→ WHAT THE TASK REQUIRES:
The answer must consist of the records below, repeated exactly.

→ DATA FOR THIS EXERCISE:

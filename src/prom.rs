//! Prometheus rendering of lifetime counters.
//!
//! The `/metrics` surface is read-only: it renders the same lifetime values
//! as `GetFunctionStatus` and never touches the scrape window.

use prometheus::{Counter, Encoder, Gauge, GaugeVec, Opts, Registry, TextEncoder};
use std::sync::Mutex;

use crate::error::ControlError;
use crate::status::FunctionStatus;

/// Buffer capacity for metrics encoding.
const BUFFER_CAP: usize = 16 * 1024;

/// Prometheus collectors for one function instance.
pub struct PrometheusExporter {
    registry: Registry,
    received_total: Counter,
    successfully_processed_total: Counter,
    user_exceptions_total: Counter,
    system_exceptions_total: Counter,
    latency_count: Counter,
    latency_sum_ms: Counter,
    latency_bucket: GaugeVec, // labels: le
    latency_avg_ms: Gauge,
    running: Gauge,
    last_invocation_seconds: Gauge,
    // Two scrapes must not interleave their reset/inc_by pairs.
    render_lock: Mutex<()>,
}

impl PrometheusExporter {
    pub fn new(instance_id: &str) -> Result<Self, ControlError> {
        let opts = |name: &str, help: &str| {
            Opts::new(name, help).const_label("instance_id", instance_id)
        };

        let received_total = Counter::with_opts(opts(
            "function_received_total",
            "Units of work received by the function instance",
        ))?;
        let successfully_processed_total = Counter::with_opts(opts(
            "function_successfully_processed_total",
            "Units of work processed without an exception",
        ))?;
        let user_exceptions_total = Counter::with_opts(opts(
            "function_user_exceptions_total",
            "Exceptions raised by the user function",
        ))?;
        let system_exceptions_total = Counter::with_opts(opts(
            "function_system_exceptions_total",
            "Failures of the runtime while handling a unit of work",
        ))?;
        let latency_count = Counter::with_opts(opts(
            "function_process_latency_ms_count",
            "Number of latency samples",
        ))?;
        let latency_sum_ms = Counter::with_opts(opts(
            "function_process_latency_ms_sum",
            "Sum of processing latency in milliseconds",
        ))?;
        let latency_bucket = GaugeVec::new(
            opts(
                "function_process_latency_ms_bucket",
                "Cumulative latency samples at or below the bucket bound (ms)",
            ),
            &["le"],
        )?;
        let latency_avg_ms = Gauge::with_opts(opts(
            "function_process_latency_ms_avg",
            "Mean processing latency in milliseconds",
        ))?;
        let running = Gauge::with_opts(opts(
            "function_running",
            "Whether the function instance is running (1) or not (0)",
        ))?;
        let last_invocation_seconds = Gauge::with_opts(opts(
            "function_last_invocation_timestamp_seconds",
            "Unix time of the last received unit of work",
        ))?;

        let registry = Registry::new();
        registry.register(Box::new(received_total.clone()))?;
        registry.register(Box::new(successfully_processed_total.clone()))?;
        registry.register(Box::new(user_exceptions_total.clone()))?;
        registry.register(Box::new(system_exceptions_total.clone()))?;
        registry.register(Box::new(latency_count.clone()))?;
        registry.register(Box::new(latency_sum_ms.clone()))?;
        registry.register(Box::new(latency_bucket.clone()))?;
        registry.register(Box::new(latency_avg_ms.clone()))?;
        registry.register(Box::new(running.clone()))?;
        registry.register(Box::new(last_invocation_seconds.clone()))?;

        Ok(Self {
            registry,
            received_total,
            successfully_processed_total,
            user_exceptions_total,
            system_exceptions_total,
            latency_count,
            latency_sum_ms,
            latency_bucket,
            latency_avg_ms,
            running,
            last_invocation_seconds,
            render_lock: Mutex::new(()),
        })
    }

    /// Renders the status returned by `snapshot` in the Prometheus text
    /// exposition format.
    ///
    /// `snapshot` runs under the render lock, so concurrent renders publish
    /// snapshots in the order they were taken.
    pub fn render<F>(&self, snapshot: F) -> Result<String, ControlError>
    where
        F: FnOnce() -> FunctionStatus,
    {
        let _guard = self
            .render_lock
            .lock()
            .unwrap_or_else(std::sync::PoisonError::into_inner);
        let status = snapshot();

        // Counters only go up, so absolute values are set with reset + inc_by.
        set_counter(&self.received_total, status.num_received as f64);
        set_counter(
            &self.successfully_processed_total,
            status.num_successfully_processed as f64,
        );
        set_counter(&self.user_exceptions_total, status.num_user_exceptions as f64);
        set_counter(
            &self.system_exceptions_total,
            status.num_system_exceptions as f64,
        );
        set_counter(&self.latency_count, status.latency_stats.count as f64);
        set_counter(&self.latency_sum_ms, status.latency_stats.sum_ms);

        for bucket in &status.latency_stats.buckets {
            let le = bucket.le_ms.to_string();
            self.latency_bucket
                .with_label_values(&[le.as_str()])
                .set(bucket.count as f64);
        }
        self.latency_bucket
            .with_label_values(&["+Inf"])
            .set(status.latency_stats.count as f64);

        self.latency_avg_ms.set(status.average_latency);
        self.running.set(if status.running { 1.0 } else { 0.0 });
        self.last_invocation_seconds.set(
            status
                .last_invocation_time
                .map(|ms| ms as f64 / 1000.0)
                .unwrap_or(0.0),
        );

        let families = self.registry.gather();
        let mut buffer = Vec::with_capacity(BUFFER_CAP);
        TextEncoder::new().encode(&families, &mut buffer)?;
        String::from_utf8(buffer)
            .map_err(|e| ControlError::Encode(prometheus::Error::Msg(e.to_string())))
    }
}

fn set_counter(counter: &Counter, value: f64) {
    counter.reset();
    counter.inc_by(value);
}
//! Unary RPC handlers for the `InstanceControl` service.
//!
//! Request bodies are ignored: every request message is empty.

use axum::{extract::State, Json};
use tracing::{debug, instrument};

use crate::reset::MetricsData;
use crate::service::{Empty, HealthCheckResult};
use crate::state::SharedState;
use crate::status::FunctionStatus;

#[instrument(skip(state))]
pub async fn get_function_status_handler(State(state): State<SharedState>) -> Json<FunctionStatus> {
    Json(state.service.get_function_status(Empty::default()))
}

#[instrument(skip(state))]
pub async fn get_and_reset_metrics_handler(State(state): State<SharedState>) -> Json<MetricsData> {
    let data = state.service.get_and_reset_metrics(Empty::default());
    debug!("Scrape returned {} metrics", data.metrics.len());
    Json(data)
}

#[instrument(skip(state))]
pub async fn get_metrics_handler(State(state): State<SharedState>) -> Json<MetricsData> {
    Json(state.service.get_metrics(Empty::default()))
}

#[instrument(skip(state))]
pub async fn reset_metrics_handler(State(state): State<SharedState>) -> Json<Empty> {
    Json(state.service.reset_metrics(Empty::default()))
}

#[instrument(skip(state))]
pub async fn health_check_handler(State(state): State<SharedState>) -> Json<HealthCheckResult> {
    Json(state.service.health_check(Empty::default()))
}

→ ANSWER TO THIS EXERCISE:
filename src/prom.rs
//! Prometheus rendering of lifetime counters.
//!
//! The `/metrics` surface is read-only: it renders the same lifetime values
//! as `GetFunctionStatus` and never touches the scrape window.

use prometheus::{Counter, Encoder, Gauge, GaugeVec, Opts, Registry, TextEncoder};
use std::sync::Mutex;

use crate::error::ControlError;
use crate::status::FunctionStatus;

/// Buffer capacity for metrics encoding.
const BUFFER_CAP: usize = 16 * 1024;

/// Prometheus collectors for one function instance.
pub struct PrometheusExporter {
    registry: Registry,
    received_total: Counter,
    successfully_processed_total: Counter,
    user_exceptions_total: Counter,
    system_exceptions_total: Counter,
    latency_count: Counter,
    latency_sum_ms: Counter,
    latency_bucket: GaugeVec, // labels: le
    latency_avg_ms: Gauge,
    running: Gauge,
    last_invocation_seconds: Gauge,
    // Two scrapes must not interleave their reset/inc_by pairs.
    render_lock: Mutex<()>,
}

impl PrometheusExporter {
    pub fn new(instance_id: &str) -> Result<Self, ControlError> {
        let opts = |name: &str, help: &str| {
            Opts::new(name, help).const_label("instance_id", instance_id)
        };

        let received_total = Counter::with_opts(opts(
            "function_received_total",
            "Units of work received by the function instance",
        ))?;
        let successfully_processed_total = Counter::with_opts(opts(
            "function_successfully_processed_total",
            "Units of work processed without an exception",
        ))?;
        let user_exceptions_total = Counter::with_opts(opts(
            "function_user_exceptions_total",
            "Exceptions raised by the user function",
        ))?;
        let system_exceptions_total = Counter::with_opts(opts(
            "function_system_exceptions_total",
            "Failures of the runtime while handling a unit of work",
        ))?;
        let latency_count = Counter::with_opts(opts(
            "function_process_latency_ms_count",
            "Number of latency samples",
        ))?;
        let latency_sum_ms = Counter::with_opts(opts(
            "function_process_latency_ms_sum",
            "Sum of processing latency in milliseconds",
        ))?;
        let latency_bucket = GaugeVec::new(
            opts(
                "function_process_latency_ms_bucket",
                "Cumulative latency samples at or below the bucket bound (ms)",
            ),
            &["le"],
        )?;
        let latency_avg_ms = Gauge::with_opts(opts(
            "function_process_latency_ms_avg",
            "Mean processing latency in milliseconds",
        ))?;
        let running = Gauge::with_opts(opts(
            "function_running",
            "Whether the function instance is running (1) or not (0)",
        ))?;
        let last_invocation_seconds = Gauge::with_opts(opts(
            "function_last_invocation_timestamp_seconds",
            "Unix time of the last received unit of work",
        ))?;

        let registry = Registry::new();
        registry.register(Box::new(received_total.clone()))?;
        registry.register(Box::new(successfully_processed_total.clone()))?;
        registry.register(Box::new(user_exceptions_total.clone()))?;
        registry.register(Box::new(system_exceptions_total.clone()))?;
        registry.register(Box::new(latency_count.clone()))?;
        registry.register(Box::new(latency_sum_ms.clone()))?;
        registry.register(Box::new(latency_bucket.clone()))?;
        registry.register(Box::new(latency_avg_ms.clone()))?;
        registry.register(Box::new(running.clone()))?;
        registry.register(Box::new(last_invocation_seconds.clone()))?;

        Ok(Self {
            registry,
            received_total,
            successfully_processed_total,
            user_exceptions_total,
            system_exceptions_total,
            latency_count,
            latency_sum_ms,
            latency_bucket,
            latency_avg_ms,
            running,
            last_invocation_seconds,
            render_lock: Mutex::new(()),
        })
    }

    /// Renders the status returned by `snapshot` in the Prometheus text
    /// exposition format.
    ///
    /// `snapshot` runs under the render lock, so concurrent renders publish
    /// snapshots in the order they were taken.
    pub fn render<F>(&self, snapshot: F) -> Result<String, ControlError>
    where
        F: FnOnce() -> FunctionStatus,
    {
        let _guard = self
            .render_lock
            .lock()
            .unwrap_or_else(std::sync::PoisonError::into_inner);
        let status = snapshot();

        // Counters only go up, so absolute values are set with reset + inc_by.
        set_counter(&self.received_total, status.num_received as f64);
        set_counter(
            &self.successfully_processed_total,
            status.num_successfully_processed as f64,
        );
        set_counter(&self.user_exceptions_total, status.num_user_exceptions as f64);
        set_counter(
            &self.system_exceptions_total,
            status.num_system_exceptions as f64,
        );
        set_counter(&self.latency_count, status.latency_stats.count as f64);
        set_counter(&self.latency_sum_ms, status.latency_stats.sum_ms);

        for bucket in &status.latency_stats.buckets {
            let le = bucket.le_ms.to_string();
            self.latency_bucket
                .with_label_values(&[le.as_str()])
                .set(bucket.count as f64);
        }
        self.latency_bucket
            .with_label_values(&["+Inf"])
            .set(status.latency_stats.count as f64);

        self.latency_avg_ms.set(status.average_latency);
        self.running.set(if status.running { 1.0 } else { 0.0 });
        self.last_invocation_seconds.set(
            status
                .last_invocation_time
                .map(|ms| ms as f64 / 1000.0)
                .unwrap_or(0.0),
        );

        let families = self.registry.gather();
        let mut buffer = Vec::with_capacity(BUFFER_CAP);
        TextEncoder::new().encode(&families, &mut buffer)?;
        String::from_utf8(buffer)
            .map_err(|e| ControlError::Encode(prometheus::Error::Msg(e.to_string())))
    }
}

fn set_counter(counter: &Counter, value: f64) {
    counter.reset();
    counter.inc_by(value);
}
//! Unary RPC handlers for the `InstanceControl` service.
//!
//! Request bodies are ignored: every request message is empty.

use axum::{extract::State, Json};
use tracing::{debug, instrument};

use crate::reset::MetricsData;
use crate::service::{Empty, HealthCheckResult};
use crate::state::SharedState;
use crate::status::FunctionStatus;

#[instrument(skip(state))]
pub async fn get_function_status_handler(State(state): State<SharedState>) -> Json<FunctionStatus> {
    Json(state.service.get_function_status(Empty::default()))
}

#[instrument(skip(state))]
pub async fn get_and_reset_metrics_handler(State(state): State<SharedState>) -> Json<MetricsData> {
    let data = state.service.get_and_reset_metrics(Empty::default());
    debug!("Scrape returned {} metrics", data.metrics.len());
    Json(data)
}

#[instrument(skip(state))]
pub async fn get_metrics_handler(State(state): State<SharedState>) -> Json<MetricsData> {
    Json(state.service.get_metrics(Empty::default()))
}

#[instrument(skip(state))]
pub async fn reset_metrics_handler(State(state): State<SharedState>) -> Json<Empty> {
    Json(state.service.reset_metrics(Empty::default()))
}

#[instrument(skip(state))]
pub async fn health_check_handler(State(state): State<SharedState>) -> Json<HealthCheckResult> {
    Json(state.service.health_check(Empty::default()))
}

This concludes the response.